//! # Lifecycle events emitted by the application supervisor.
//!
//! The [`EventKind`] enum classifies event types across three categories:
//! - **Run events**: start, resource readiness, main task exit, final stop
//! - **Termination events**: signal, halt, shutdown, termination timeout
//! - **Subscriber events**: overflow and panic of event subscribers
//!
//! The [`Event`] struct carries metadata such as timestamps, a source name, a reason
//! and a timeout.
//!
//! ## Ordering guarantees
//! Each event has a globally unique sequence number (`seq`) that increases monotonically.
//! Use `seq` to restore the exact order when events are delivered out of order.
//!
//! ## Example
//! ```rust
//! use std::time::Duration;
//! use appvisor::{Event, EventKind};
//!
//! let ev = Event::new(EventKind::TerminationTimeout)
//!     .with_source("server")
//!     .with_timeout(Duration::from_secs(1));
//!
//! assert_eq!(ev.kind, EventKind::TerminationTimeout);
//! assert_eq!(ev.source.as_deref(), Some("server"));
//! assert_eq!(ev.timeout_ms, Some(1000));
//! ```

use std::sync::Arc;
use std::sync::atomic::{AtomicU64, Ordering as AtomicOrdering};
use std::time::{Duration, SystemTime};

/// Global sequence counter for event ordering.
static EVENT_SEQ: AtomicU64 = AtomicU64::new(0);

/// Classification of lifecycle events.
#[derive(Debug, Clone, Copy, PartialEq, Eq)]
pub enum EventKind {
    // === Subscriber events ===
    /// Subscriber panicked during event processing.
    ///
    /// Sets: `source` (subscriber name), `reason` (panic message)
    SubscriberPanicked,

    /// Subscriber dropped an event (queue full or worker closed).
    ///
    /// Sets: `source` (subscriber name), `reason` ("full" / "closed")
    SubscriberOverflow,

    // === Run events ===
    /// `run()` accepted the call and is about to initialize resources.
    AppStarting,

    /// Resources initialized successfully.
    ///
    /// Sets: `timeout_ms` (initialization timeout)
    ResourcesReady,

    /// Resource initialization failed; the run aborts.
    ///
    /// Sets: `reason`
    ResourcesFailed,

    /// Background resource watcher started.
    WatcherStarted,

    /// Resource watcher returned; shutdown follows.
    ///
    /// Sets: `reason` (when it returned an error)
    WatcherExited,

    /// Main task returned.
    ///
    /// Sets: `source` (main task name), `reason` (when it failed)
    MainExited,

    /// Resources released.
    ///
    /// Sets: `reason` (when release failed)
    ResourcesReleased,

    /// `run()` is about to return.
    ///
    /// Sets: `reason` (the surfaced error, if any)
    AppStopped,

    // === Termination events ===
    /// Termination signal observed (OS signal or custom trigger).
    SignalReceived,

    /// Halt broadcast fired.
    HaltRequested,

    /// Done broadcast fired; the application is shutting down.
    ShutdownRequested,

    /// The main task ignored halt past the termination timeout.
    ///
    /// Sets: `timeout_ms`
    TerminationTimeout,
}

/// Lifecycle event with optional metadata.
///
/// - `seq`: monotonic global sequence for ordering
/// - `at`: wall-clock timestamp (for logs)
/// - other optional fields are set depending on the [`EventKind`]
#[derive(Clone, Debug)]
pub struct Event {
    /// Globally unique, monotonically increasing sequence number.
    pub seq: u64,
    /// Wall-clock timestamp.
    pub at: SystemTime,
    /// Event classification.
    pub kind: EventKind,
    /// Related timeout in milliseconds (compact).
    pub timeout_ms: Option<u32>,
    /// Human-readable reason (errors, overflow details, etc.).
    pub reason: Option<Arc<str>>,
    /// Name of the emitting component (main task, subscriber), if applicable.
    pub source: Option<Arc<str>>,
}

impl Event {
    /// Creates a new event of the given kind with current timestamp and next sequence number.
    pub fn new(kind: EventKind) -> Self {
        Self {
            seq: EVENT_SEQ.fetch_add(1, AtomicOrdering::Relaxed),
            at: SystemTime::now(),
            kind,
            timeout_ms: None,
            reason: None,
            source: None,
        }
    }

    /// Attaches a human-readable reason.
    #[inline]
    pub fn with_reason(mut self, reason: impl Into<Arc<str>>) -> Self {
        self.reason = Some(reason.into());
        self
    }

    /// Attaches a source name.
    #[inline]
    pub fn with_source(mut self, source: impl Into<Arc<str>>) -> Self {
        self.source = Some(source.into());
        self
    }

    /// Attaches a timeout duration (stored as milliseconds).
    #[inline]
    pub fn with_timeout(mut self, d: Duration) -> Self {
        let ms = d.as_millis().min(u128::from(u32::MAX)) as u32;
        self.timeout_ms = Some(ms);
        self
    }

    /// Attaches the error of `res` as the reason, if any.
    #[inline]
    pub fn with_outcome<T, E: std::fmt::Display>(self, res: &Result<T, E>) -> Self {
        match res {
            Ok(_) => self,
            Err(err) => self.with_reason(err.to_string()),
        }
    }

    /// Creates a subscriber overflow event.
    #[inline]
    pub fn subscriber_overflow(subscriber: &'static str, reason: &'static str) -> Self {
        Event::new(EventKind::SubscriberOverflow)
            .with_source(subscriber)
            .with_reason(format!("subscriber={subscriber} reason={reason}"))
    }

    /// Creates a subscriber panic event.
    #[inline]
    pub fn subscriber_panicked(subscriber: &'static str, info: String) -> Self {
        Event::new(EventKind::SubscriberPanicked)
            .with_source(subscriber)
            .with_reason(info)
    }

    /// `true` for [`EventKind::SubscriberOverflow`] events.
    #[inline]
    pub fn is_subscriber_overflow(&self) -> bool {
        matches!(self.kind, EventKind::SubscriberOverflow)
    }
}

#[cfg(test)]
mod tests {
    use super::*;
    use crate::error::AppError;

    #[test]
    fn test_seq_is_monotonic() {
        let a = Event::new(EventKind::AppStarting);
        let b = Event::new(EventKind::AppStopped);
        assert!(b.seq > a.seq);
    }

    #[test]
    fn test_outcome_sets_reason_only_on_error() {
        let ok: Result<(), AppError> = Ok(());
        assert!(Event::new(EventKind::MainExited).with_outcome(&ok).reason.is_none());

        let err: Result<(), AppError> = Err(AppError::TerminationTimeout);
        let ev = Event::new(EventKind::AppStopped).with_outcome(&err);
        assert_eq!(ev.reason.as_deref(), Some("termination timeout"));
    }

    #[test]
    fn test_timeout_is_clamped() {
        let ev = Event::new(EventKind::TerminationTimeout).with_timeout(Duration::MAX);
        assert_eq!(ev.timeout_ms, Some(u32::MAX));
    }
}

__________

• **PROBLEM TO SOLVE**
Please say how many lines in the records above contain the word "Some", giving the number alone.

• **WRITTEN RESPONSE**
7